Qué no daría yo por abrir su cerebro ahora mismo y mirar dentro. Tener una idea de este extraño al que acababa de ceder.

—Espero que esto no haga que me veas de forma diferente. Quiero decir, entiendo si lo hace. Entiendo si no puedes estar conmigo.

¡Whoa! ¡Retrocede, amigo!

—¿Quién dijo algo de eso? —pregunté. Me acurruqué contra él, apoyando mi cabeza en sus bíceps y envolviendo mi brazo alrededor de su cintura—. Por favor nunca vuelvas a decir algo así otra vez.

Me besó en la frente.

—No lo haré. Lo siento. Es sólo que sé cómo debo sonar. Un adolescente loco por el sexo que tiene una obsesión enfermiza con el cuerpo femenino.

Me reí.

—No sé si eso me importe tanto. —Pensé en mi orgasmo. No, no creía que me importara en absoluto.

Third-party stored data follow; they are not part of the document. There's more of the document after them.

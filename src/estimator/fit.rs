//! 1-D Gaussian model fitting on projection data.
//!
//! Both models are fitted with a damped least-squares (Levenberg-Marquardt)
//! loop over analytic Jacobians. Initial guesses are derived from the data
//! itself (mean, max, population standard deviation), so the solver
//! converges for arbitrary scale and offset without hard-coded positions.
//!
//! Every entry point returns `Option`: `None` means the fit did not
//! converge (degenerate data, runaway damping, non-finite model values) and
//! the caller falls back to the raw standard deviation of the projection.

use nalgebra::{DMatrix, DVector};

/// Parameters of a fitted single Gaussian `i0 + amp*exp(-(x-x0)^2/2s^2)`.
#[derive(Debug, Clone, Copy)]
pub struct GaussianFit {
    pub offset: f64,
    pub center: f64,
    /// Fitted width. May come out negative (the model is symmetric in the
    /// sign); callers take the absolute value.
    pub sigma: f64,
    pub amplitude: f64,
}

/// Parameters of a fitted symmetric two-lobe Gaussian: lobes of equal width
/// and amplitude at `x0 - d/2` and `x0 + d/2`.
#[derive(Debug, Clone, Copy)]
pub struct DoubleGaussianFit {
    pub offset: f64,
    pub center: f64,
    pub sigma: f64,
    pub amplitude: f64,
    pub separation: f64,
}

/// Initial lobe separation for the two-lobe fit, in pixels.
const INITIAL_SEPARATION: f64 = 100.0;

const MAX_ITERATIONS: usize = 100;
const INITIAL_DAMPING: f64 = 1e-3;
const MAX_DAMPING: f64 = 1e10;
const STEP_TOLERANCE: f64 = 1e-10;

/// Fit a single Gaussian to `values` sampled at `x = 0, 1, 2, ...`.
pub fn fit_gaussian(values: &[f64]) -> Option<GaussianFit> {
    let (offset, center, sigma, amplitude) = initial_guess(values)?;
    let init = DVector::from_vec(vec![offset, center, sigma, amplitude]);

    let params = solve_least_squares(values, init, |x, p| {
        let (i0, x0, sigma, amp) = (p[0], p[1], p[2], p[3]);
        if sigma == 0.0 || !sigma.is_finite() {
            return None;
        }
        let u = x - x0;
        let s2 = sigma * sigma;
        let e = (-u * u / (2.0 * s2)).exp();
        let value = i0 + amp * e;
        if !value.is_finite() {
            return None;
        }
        let grad = DVector::from_vec(vec![
            1.0,
            amp * e * u / s2,
            amp * e * u * u / (s2 * sigma),
            e,
        ]);
        Some((value, grad))
    })?;

    Some(GaussianFit {
        offset: params[0],
        center: params[1],
        sigma: params[2],
        amplitude: params[3],
    })
}

/// Fit a symmetric two-lobe Gaussian to `values` sampled at `x = 0, 1, ...`.
pub fn fit_double_gaussian(values: &[f64]) -> Option<DoubleGaussianFit> {
    let (offset, center, sigma, amplitude) = initial_guess(values)?;
    let init = DVector::from_vec(vec![offset, center, sigma, amplitude, INITIAL_SEPARATION]);

    let params = solve_least_squares(values, init, |x, p| {
        let (i0, x0, sigma, amp, dist) = (p[0], p[1], p[2], p[3], p[4]);
        if sigma == 0.0 || !sigma.is_finite() {
            return None;
        }
        let s2 = sigma * sigma;
        let u1 = x - x0 + dist / 2.0;
        let u2 = x - x0 - dist / 2.0;
        let e1 = (-u1 * u1 / (2.0 * s2)).exp();
        let e2 = (-u2 * u2 / (2.0 * s2)).exp();
        let value = i0 + amp * (e1 + e2);
        if !value.is_finite() {
            return None;
        }
        let grad = DVector::from_vec(vec![
            1.0,
            amp * (e1 * u1 + e2 * u2) / s2,
            amp * (e1 * u1 * u1 + e2 * u2 * u2) / (s2 * sigma),
            e1 + e2,
            amp * (e2 * u2 - e1 * u1) / (2.0 * s2),
        ]);
        Some((value, grad))
    })?;

    Some(DoubleGaussianFit {
        offset: params[0],
        center: params[1],
        sigma: params[2],
        amplitude: params[3],
        separation: params[4],
    })
}

/// Population standard deviation of the sample values (the same statistic
/// the fallback path reports when a fit does not converge).
pub(crate) fn population_std(values: &[f64]) -> f64 {
    if values.is_empty() {
        return 0.0;
    }
    let n = values.len() as f64;
    let mean = values.iter().sum::<f64>() / n;
    let var = values.iter().map(|v| (v - mean) * (v - mean)).sum::<f64>() / n;
    var.sqrt()
}

/// Analytic initial guess: offset from the mean, amplitude from the excess
/// of the maximum over it, width from the value spread, center mid-span.
fn initial_guess(values: &[f64]) -> Option<(f64, f64, f64, f64)> {
    if values.is_empty() {
        return None;
    }
    let n = values.len() as f64;
    let mean = values.iter().sum::<f64>() / n;
    let max = values.iter().fold(f64::NEG_INFINITY, |a, &b| a.max(b));
    if !mean.is_finite() || !max.is_finite() {
        return None;
    }
    Some((mean, n / 2.0, population_std(values), max - mean))
}

/// Damped normal-equation iteration. `eval` returns the model value and its
/// gradient at sample position `x` for the current parameters, or `None`
/// when the model is undefined there (zero width, overflow).
fn solve_least_squares<F>(values: &[f64], init: DVector<f64>, eval: F) -> Option<DVector<f64>>
where
    F: Fn(f64, &DVector<f64>) -> Option<(f64, DVector<f64>)>,
{
    let n = values.len();
    let p = init.len();
    if n <= p {
        return None;
    }

    let residuals = |params: &DVector<f64>| -> Option<(DVector<f64>, DMatrix<f64>)> {
        let mut r = DVector::zeros(n);
        let mut jac = DMatrix::zeros(n, p);
        for (i, &y) in values.iter().enumerate() {
            let (value, grad) = eval(i as f64, params)?;
            r[i] = value - y;
            for col in 0..p {
                jac[(i, col)] = grad[col];
            }
        }
        Some((r, jac))
    };

    let mut params = init;
    let (mut r, mut jac) = residuals(&params)?;
    let mut cost = r.norm_squared();
    if !cost.is_finite() {
        return None;
    }

    let mut damping = INITIAL_DAMPING;
    for _ in 0..MAX_ITERATIONS {
        let jt = jac.transpose();
        let mut h = &jt * &jac;
        let g = &jt * &r;
        for d in 0..p {
            h[(d, d)] += damping * h[(d, d)].max(1e-12);
        }

        let step = match h.lu().solve(&(-&g)) {
            Some(step) if step.iter().all(|v| v.is_finite()) => step,
            _ => {
                damping *= 10.0;
                if damping > MAX_DAMPING {
                    return None;
                }
                continue;
            }
        };

        let candidate = &params + &step;
        match residuals(&candidate) {
            Some((cr, cjac)) => {
                let candidate_cost = cr.norm_squared();
                if candidate_cost.is_finite() && candidate_cost <= cost {
                    let improvement = cost - candidate_cost;
                    params = candidate;
                    r = cr;
                    jac = cjac;
                    cost = candidate_cost;
                    damping = (damping * 0.1).max(1e-12);
                    if step.norm() < STEP_TOLERANCE
                        || improvement <= f64::EPSILON * cost.max(1.0)
                    {
                        return Some(params);
                    }
                } else {
                    damping *= 10.0;
                    if damping > MAX_DAMPING {
                        return None;
                    }
                }
            }
            None => {
                damping *= 10.0;
                if damping > MAX_DAMPING {
                    return None;
                }
            }
        }
    }

    // Ran out of iterations without meeting the convergence criteria.
    None
}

Pero una pequeña sensación inquietante asomó y pinchó en mi corazón. No era psicóloga, y pensaba que la terapia era un montón de basura, pero Sasuke estaba acostándose con mujeres porque se sentía culpable. Esa era mi evaluación. Estoy segura de que la Dra. Senju coincidiría. Culpable de qué, no lo sabía. Pero él se sentía culpable.